Details of the 2006 FEBT Early Bird Exploration on Saturday and Sunday, March 25 and 26, are still not completely finalized. But according to event organizer Christopher D. Coleman, tentative plans call for the Saturday tour to focus on the EBT's branch line in the Shade Valley, and the Sunday tour to follow the railroad's final common–carrier operations of April 1956. On both days combined driving and walking tours will visit accessible points along the EBT right of way.
Tours will begin in Rockhill Furnace on both Saturday and Sunday mornings. Pizza and a slide show at the FEBT Museum in Robertsdale are scheduled for 5–7 pm Saturday evening. Tour registrants may chose to eat some other meals at the Rockhill Trolley Museum. (Additional payments to RTM will be required for FEBT tour participants who wish to take advantage of this option.) Contributions will be collected for pizza at the slide show on Saturday evening.

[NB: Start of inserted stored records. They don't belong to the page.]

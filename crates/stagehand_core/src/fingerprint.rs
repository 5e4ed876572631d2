//! Content fingerprinting.
//!
//! A file's identity is its `(blake3 hash, byte size)` pair, so identical
//! content at two paths fingerprints identically and a renamed file keeps
//! its identity.

use stagehand_db::Identity;
use std::fs::File;
use std::io;
use std::path::Path;

/// Read a file and compute its content identity.
///
/// Returns the underlying IO error if the file vanished between settlement
/// and the read; callers drop the event in that case.
pub fn fingerprint_file(path: &Path) -> io::Result<Identity> {
    let mut file = File::open(path)?;
    let mut hasher = blake3::Hasher::new();
    let size = io::copy(&mut file, &mut hasher)?;

    Ok(Identity {
        hash: hasher.finalize().to_hex().to_string(),
        size,
    })
}

#[cfg(test)]
mod tests {
    use super::*;
    use std::fs;
    use tempfile::TempDir;

    #[test]
    fn identical_content_at_different_paths_shares_identity() {
        let temp = TempDir::new().unwrap();
        let a = temp.path().join("a.bin");
        let b = temp.path().join("nested").join("b.bin");
        fs::create_dir_all(b.parent().unwrap()).unwrap();
        fs::write(&a, b"same bytes").unwrap();
        fs::write(&b, b"same bytes").unwrap();

        let fp_a = fingerprint_file(&a).unwrap();
        let fp_b = fingerprint_file(&b).unwrap();
        assert_eq!(fp_a, fp_b);
        assert_eq!(fp_a.size, 10);
    }

    #[test]
    fn different_content_differs() {
        let temp = TempDir::new().unwrap();
        let a = temp.path().join("a.bin");
        let b = temp.path().join("b.bin");
        fs::write(&a, b"one").unwrap();
        fs::write(&b, b"two").unwrap();

        assert_ne!(
            fingerprint_file(&a).unwrap().hash,
            fingerprint_file(&b).unwrap().hash
        );
    }

    #[test]
    fn missing_file_is_an_io_error() {
        let temp = TempDir::new().unwrap();
        let err = fingerprint_file(&temp.path().join("gone.txt")).unwrap_err();
        assert_eq!(err.kind(), io::ErrorKind::NotFound);
    }
}
//! Staging ledger persistence for Stagehand.
//!
//! This crate is the single writer of staged-file truth. All state lives in
//! one SQLite database:
//! - `staged_files`: one row per content identity, with current path and status
//! - `staged_file_history`: append-only transition log
//! - `intake_meta`: key/value scratch (last scan time, schema version)
//!
//! Every invariant-bearing operation runs inside an explicit transaction.
//! In particular [`Store::apply_transition`] is a conditional write: it only
//! succeeds if the record still holds the expected prior status, which is what
//! linearizes concurrent transition requests against the same record.

mod error;
mod records;
mod types;

pub use error::{DbError, Result};
pub use types::*;

use sqlx::sqlite::{SqlitePool, SqlitePoolOptions};
use std::path::Path;
use tracing::info;

/// Schema. Timestamps are INTEGER Unix milliseconds throughout.
///
/// The partial unique index enforces the ledger's core invariant: at most one
/// live (non-terminal) record per content identity. Terminal rows are kept
/// forever and do not participate in the index, so re-arrival of archived
/// content can create a fresh record.
const SCHEMA_SQL: &str = r#"
CREATE TABLE IF NOT EXISTS staged_files (
    id INTEGER PRIMARY KEY AUTOINCREMENT,
    content_hash TEXT NOT NULL,
    size INTEGER NOT NULL,
    path TEXT NOT NULL,
    original_name TEXT NOT NULL,
    status TEXT NOT NULL DEFAULT 'new'
        CHECK (status IN ('new','reviewed','archived','rejected')),
    tags TEXT NOT NULL DEFAULT '[]',
    mtime INTEGER NOT NULL,
    created_at INTEGER NOT NULL,
    last_transition_at INTEGER NOT NULL
);

CREATE UNIQUE INDEX IF NOT EXISTS idx_staged_files_live_identity
    ON staged_files(content_hash, size)
    WHERE status IN ('new','reviewed');

CREATE INDEX IF NOT EXISTS idx_staged_files_status
    ON staged_files(status, created_at DESC);

CREATE INDEX IF NOT EXISTS idx_staged_files_path
    ON staged_files(path);

CREATE TABLE IF NOT EXISTS staged_file_history (
    id INTEGER PRIMARY KEY AUTOINCREMENT,
    record_id INTEGER NOT NULL REFERENCES staged_files(id),
    from_status TEXT
        CHECK (from_status IS NULL OR from_status IN ('new','reviewed','archived','rejected')),
    to_status TEXT NOT NULL
        CHECK (to_status IN ('new','reviewed','archived','rejected')),
    actor TEXT NOT NULL CHECK (actor IN ('system','user')),
    at INTEGER NOT NULL
);

CREATE INDEX IF NOT EXISTS idx_staged_file_history_record
    ON staged_file_history(record_id, at);

CREATE TABLE IF NOT EXISTS intake_meta (
    key TEXT PRIMARY KEY,
    value TEXT NOT NULL
);
"#;

/// The staging ledger store.
///
/// Cheap to clone; all clones share one connection pool.
#[derive(Clone)]
pub struct Store {
    pool: SqlitePool,
}

impl Store {
    /// Open or create a ledger database at the given path.
    pub async fn open(path: impl AsRef<Path>) -> Result<Self> {
        let path = path.as_ref();

        if let Some(parent) = path.parent() {
            std::fs::create_dir_all(parent)?;
        }

        let url = format!("sqlite:{}?mode=rwc", path.display());

        let pool = SqlitePoolOptions::new()
            .max_connections(5)
            .connect(&url)
            .await?;

        let store = Self { pool };
        store.ensure_schema().await?;

        info!(path = %path.display(), "Ledger database opened");

        Ok(store)
    }

    async fn ensure_schema(&self) -> Result<()> {
        // WAL is sticky per database file; setting it on every open is a no-op
        // after the first.
        sqlx::query("PRAGMA journal_mode=WAL")
            .execute(&self.pool)
            .await?;
        sqlx::query("PRAGMA foreign_keys=ON")
            .execute(&self.pool)
            .await?;

        for statement in SCHEMA_SQL.split(';') {
            let statement = statement.trim();
            if statement.is_empty() {
                continue;
            }
            sqlx::query(statement).execute(&self.pool).await?;
        }

        Ok(())
    }

    pub(crate) fn pool(&self) -> &SqlitePool {
        &self.pool
    }

    /// Current time as Unix milliseconds.
    pub(crate) fn now_millis() -> i64 {
        chrono::Utc::now().timestamp_millis()
    }

    /// Set a meta key (e.g. `last_scan_at`).
    pub async fn set_meta(&self, key: &str, value: &str) -> Result<()> {
        sqlx::query(
            r#"
            INSERT INTO intake_meta (key, value) VALUES (?, ?)
            ON CONFLICT(key) DO UPDATE SET value = excluded.value
            "#,
        )
        .bind(key)
        .bind(value)
        .execute(&self.pool)
        .await?;
        Ok(())
    }

    /// Read a meta key.
    pub async fn get_meta(&self, key: &str) -> Result<Option<String>> {
        use sqlx::Row;
        let row = sqlx::query("SELECT value FROM intake_meta WHERE key = ?")
            .bind(key)
            .fetch_optional(&self.pool)
            .await?;
        Ok(row.map(|r| r.get::<String, _>("value")))
    }
}
//! Error types for the ledger store.

use thiserror::Error;

/// Store operation result type.
pub type Result<T> = std::result::Result<T, DbError>;

/// Store errors.
#[derive(Error, Debug)]
pub enum DbError {
    /// SQLx error (connection, query, etc.)
    #[error("Database error: {0}")]
    Sqlx(#[from] sqlx::Error),

    /// IO error (creating the database directory, etc.)
    #[error("IO error: {0}")]
    Io(#[from] std::io::Error),

    /// Record not found
    #[error("Not found: {0}")]
    NotFound(String),

    /// Constraint violation (a live record for this identity already exists)
    #[error("Constraint violation: {0}")]
    Constraint(String),

    /// Conditional write found the record in a different state than expected
    #[error("Stale state: {0}")]
    StaleState(String),

    /// Serialization error (tags column)
    #[error("Serialization error: {0}")]
    Serialization(#[from] serde_json::Error),

    /// A stored value could not be decoded
    #[error("Corrupt row: {0}")]
    Corrupt(String),
}

impl DbError {
    pub fn not_found(msg: impl Into<String>) -> Self {
        Self::NotFound(msg.into())
    }

    pub fn stale_state(msg: impl Into<String>) -> Self {
        Self::StaleState(msg.into())
    }

    /// True when the underlying SQLite error is a unique-constraint violation.
    pub fn is_unique_violation(&self) -> bool {
        match self {
            DbError::Constraint(_) => true,
            DbError::Sqlx(sqlx::Error::Database(db)) => db.is_unique_violation(),
            _ => false,
        }
    }
}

Advanced registration fees for our 2006 spring exploration are $15 per adult for FEBT members and $20 per adult for nonmembers. On–site registration will cost FEBT members $20 and nonmembers $25. Please see the registration form inside this newsletter for more information. Advance registration forms for the 2006 Early Bird Exploration should be mailed to the following address:
FEBT Early Bird Exploration
c/o Patricia J. Coleman
3416 Lowell Drive
Columbus OH 43204
The EBT's Shade Valley branch line was constructed by the Rockhill Iron & Coal Company northward from Shade Gap to reach several iron mines along the valley's adjacent ridge. The branch was not transferred to the EBT until after the iron furnaces in Rockhill Furnace ceased operation and train service ended. At that point the railroad acquired the right of way in one of several similar transactions between the EBT and RI&C.
The EBT's final operations as a common carrier occurred in April 1956 (see related story elsewhere in this newsletter). The final narrow–gauge train ran from Rockhill Furnace to Saltillo, to Mount Union, and then back to Rockhill Furnace.

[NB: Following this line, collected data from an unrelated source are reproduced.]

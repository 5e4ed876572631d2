//! Store-level tests: arrival records, conditional transitions, history.

use stagehand_db::{Actor, DbError, FileStatus, Identity, Store};
use tempfile::TempDir;

async fn open_store() -> (TempDir, Store) {
    let temp = TempDir::new().expect("temp dir");
    let store = Store::open(temp.path().join("ledger.sqlite3"))
        .await
        .expect("open store");
    (temp, store)
}

fn identity(hash: &str, size: u64) -> Identity {
    Identity {
        hash: hash.to_string(),
        size,
    }
}

#[tokio::test]
async fn create_record_starts_new_with_creation_history() {
    let (_temp, store) = open_store().await;

    let record = store
        .create_record(&identity("abc123", 5), "/drop/a.txt", "a.txt", 1_000)
        .await
        .unwrap();

    assert_eq!(record.status, FileStatus::New);
    assert_eq!(record.path, "/drop/a.txt");
    assert_eq!(record.identity.size, 5);
    assert!(record.tags.is_empty());

    let history = store.history(record.id).await.unwrap();
    assert_eq!(history.len(), 1);
    assert_eq!(history[0].from, None);
    assert_eq!(history[0].to, FileStatus::New);
    assert_eq!(history[0].actor, Actor::System);
}

#[tokio::test]
async fn second_live_record_for_same_identity_is_rejected() {
    let (_temp, store) = open_store().await;

    store
        .create_record(&identity("abc123", 5), "/drop/a.txt", "a.txt", 1_000)
        .await
        .unwrap();

    let err = store
        .create_record(&identity("abc123", 5), "/drop/copy.txt", "copy.txt", 2_000)
        .await
        .unwrap_err();
    assert!(err.is_unique_violation(), "expected unique violation: {err}");
}

#[tokio::test]
async fn terminal_record_frees_identity_for_a_new_one() {
    let (_temp, store) = open_store().await;

    let first = store
        .create_record(&identity("abc123", 5), "/drop/a.txt", "a.txt", 1_000)
        .await
        .unwrap();
    store
        .apply_transition(first.id, FileStatus::New, FileStatus::Archived, Actor::User)
        .await
        .unwrap();

    // Same content arriving again gets a fresh record, not a reopened one.
    let second = store
        .create_record(&identity("abc123", 5), "/drop/a.txt", "a.txt", 3_000)
        .await
        .unwrap();
    assert_ne!(first.id, second.id);
    assert_eq!(second.status, FileStatus::New);

    let live = store
        .get_live_by_identity(&identity("abc123", 5))
        .await
        .unwrap()
        .unwrap();
    assert_eq!(live.id, second.id);
}

#[tokio::test]
async fn transition_is_conditional_on_prior_status() {
    let (_temp, store) = open_store().await;

    let record = store
        .create_record(&identity("h", 1), "/drop/x", "x", 0)
        .await
        .unwrap();

    let applied = store
        .apply_transition(record.id, FileStatus::New, FileStatus::Reviewed, Actor::User)
        .await
        .unwrap();
    assert_eq!(applied.from, FileStatus::New);

    // A second request against the stale prior state must fail without mutating.
    let err = store
        .apply_transition(record.id, FileStatus::New, FileStatus::Rejected, Actor::User)
        .await
        .unwrap_err();
    assert!(matches!(err, DbError::StaleState(_)), "got {err}");

    let record = store.get_record(record.id).await.unwrap().unwrap();
    assert_eq!(record.status, FileStatus::Reviewed);
    assert_eq!(store.history(record.id).await.unwrap().len(), 2);
}

#[tokio::test]
async fn transition_on_unknown_record_is_not_found() {
    let (_temp, store) = open_store().await;

    let err = store
        .apply_transition(999, FileStatus::New, FileStatus::Reviewed, Actor::User)
        .await
        .unwrap_err();
    assert!(matches!(err, DbError::NotFound(_)), "got {err}");
}

#[tokio::test]
async fn revert_restores_status_and_removes_history_entry() {
    let (_temp, store) = open_store().await;

    let record = store
        .create_record(&identity("h", 1), "/drop/x", "x", 0)
        .await
        .unwrap();
    let applied = store
        .apply_transition(record.id, FileStatus::New, FileStatus::Archived, Actor::User)
        .await
        .unwrap();

    store.revert_transition(&applied).await.unwrap();

    let record = store.get_record(record.id).await.unwrap().unwrap();
    assert_eq!(record.status, FileStatus::New);

    let history = store.history(record.id).await.unwrap();
    assert_eq!(history.len(), 1, "archive entry should be gone");
    assert_eq!(history[0].to, FileStatus::New);
}

#[tokio::test]
async fn path_update_leaves_identity_status_history_alone() {
    let (_temp, store) = open_store().await;

    let record = store
        .create_record(&identity("h", 9), "/drop/old.txt", "old.txt", 0)
        .await
        .unwrap();

    store.update_path(record.id, "/drop/new.txt").await.unwrap();

    let record = store.get_record(record.id).await.unwrap().unwrap();
    assert_eq!(record.path, "/drop/new.txt");
    assert_eq!(record.original_name, "old.txt");
    assert_eq!(record.status, FileStatus::New);
    assert_eq!(record.identity, identity("h", 9));
    assert_eq!(store.history(record.id).await.unwrap().len(), 1);
}

#[tokio::test]
async fn tags_merge_dedupe_and_sort() {
    let (_temp, store) = open_store().await;

    let record = store
        .create_record(&identity("h", 1), "/drop/x", "x", 0)
        .await
        .unwrap();

    let tags = store
        .add_tags(record.id, &["zeta".into(), "alpha".into()])
        .await
        .unwrap();
    assert_eq!(tags, vec!["alpha", "zeta"]);

    let tags = store
        .add_tags(record.id, &["alpha".into(), "  ".into(), "mid".into()])
        .await
        .unwrap();
    assert_eq!(tags, vec!["alpha", "mid", "zeta"]);
}

#[tokio::test]
async fn counts_and_list_filtering() {
    let (_temp, store) = open_store().await;

    let a = store
        .create_record(&identity("a", 1), "/drop/a", "a", 0)
        .await
        .unwrap();
    let b = store
        .create_record(&identity("b", 1), "/drop/b", "b", 0)
        .await
        .unwrap();
    store
        .create_record(&identity("c", 1), "/drop/c", "c", 0)
        .await
        .unwrap();

    store
        .apply_transition(a.id, FileStatus::New, FileStatus::Reviewed, Actor::User)
        .await
        .unwrap();
    store
        .apply_transition(b.id, FileStatus::New, FileStatus::Rejected, Actor::User)
        .await
        .unwrap();

    let counts = store.counts_by_status().await.unwrap();
    assert_eq!(counts.new, 1);
    assert_eq!(counts.reviewed, 1);
    assert_eq!(counts.rejected, 1);
    assert_eq!(counts.archived, 0);
    assert_eq!(counts.total(), 3);

    let reviewed = store
        .list_records(Some(FileStatus::Reviewed), 100)
        .await
        .unwrap();
    assert_eq!(reviewed.len(), 1);
    assert_eq!(reviewed[0].id, a.id);

    let all = store.list_records(None, 100).await.unwrap();
    assert_eq!(all.len(), 3);
}

#[tokio::test]
async fn meta_roundtrip() {
    let (_temp, store) = open_store().await;

    assert_eq!(store.get_meta("last_scan_at").await.unwrap(), None);
    store.set_meta("last_scan_at", "1700000000000").await.unwrap();
    store.set_meta("last_scan_at", "1700000001000").await.unwrap();
    assert_eq!(
        store.get_meta("last_scan_at").await.unwrap().as_deref(),
        Some("1700000001000")
    );
}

Permission to visit private property and the weather may obviously affect tour arrangements. For additional details about our 2006 Early Bird Exploration, please consult the FEBT web site as we get closer to the actual weekend of the tour, or contact Chris Coleman by e–mail at email@example.com, or by telephone at (614) 561–2671 (evenings).
In addition to our Early Bird Exploration in March, the following FEBT events are scheduled during the coming year.

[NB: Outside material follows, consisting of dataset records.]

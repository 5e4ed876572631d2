//! Error types for the intake engine.

use crate::ledger::Command;
use stagehand_db::FileStatus;
use std::io;
use thiserror::Error;

/// Engine error type.
#[derive(Error, Debug)]
pub enum StageError {
    #[error("IO error: {0}")]
    Io(#[from] io::Error),

    #[error("Ledger store error: {0}")]
    Store(#[from] stagehand_db::DbError),

    #[error("Config error: {0}")]
    Config(String),

    #[error("Record not found: {0}")]
    NotFound(i64),

    #[error("Record {id} is not eligible for '{command}' (status: {status})")]
    NotEligible {
        id: i64,
        status: FileStatus,
        command: Command,
    },

    #[error("Archive move failed: {0}")]
    Archive(String),

    #[error("Invalid state: {0}")]
    InvalidState(String),
}

/// Result type alias
pub type Result<T> = std::result::Result<T, StageError>;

On Saturday and Sunday, June 3–4, we will hold our 2006 Summer Celebration at the East Broad Top Railroad and the FEBT Museum in Robertsdale. Look for more information in the next FEBT newsletter.
On Saturday, August 12, FEBT will participate in the East Broad Top Railroad's 2006 Anniversary and Homecoming Celebration, which will mark the 46th anniversary of the resumption of railroad operations on the EBT. Preliminary plans call for FEBT–guided tours, demonstrations of ongoing restoration work by the FEBT Rockhill Furnace work group, and a day–long open house at the FEBT Museum.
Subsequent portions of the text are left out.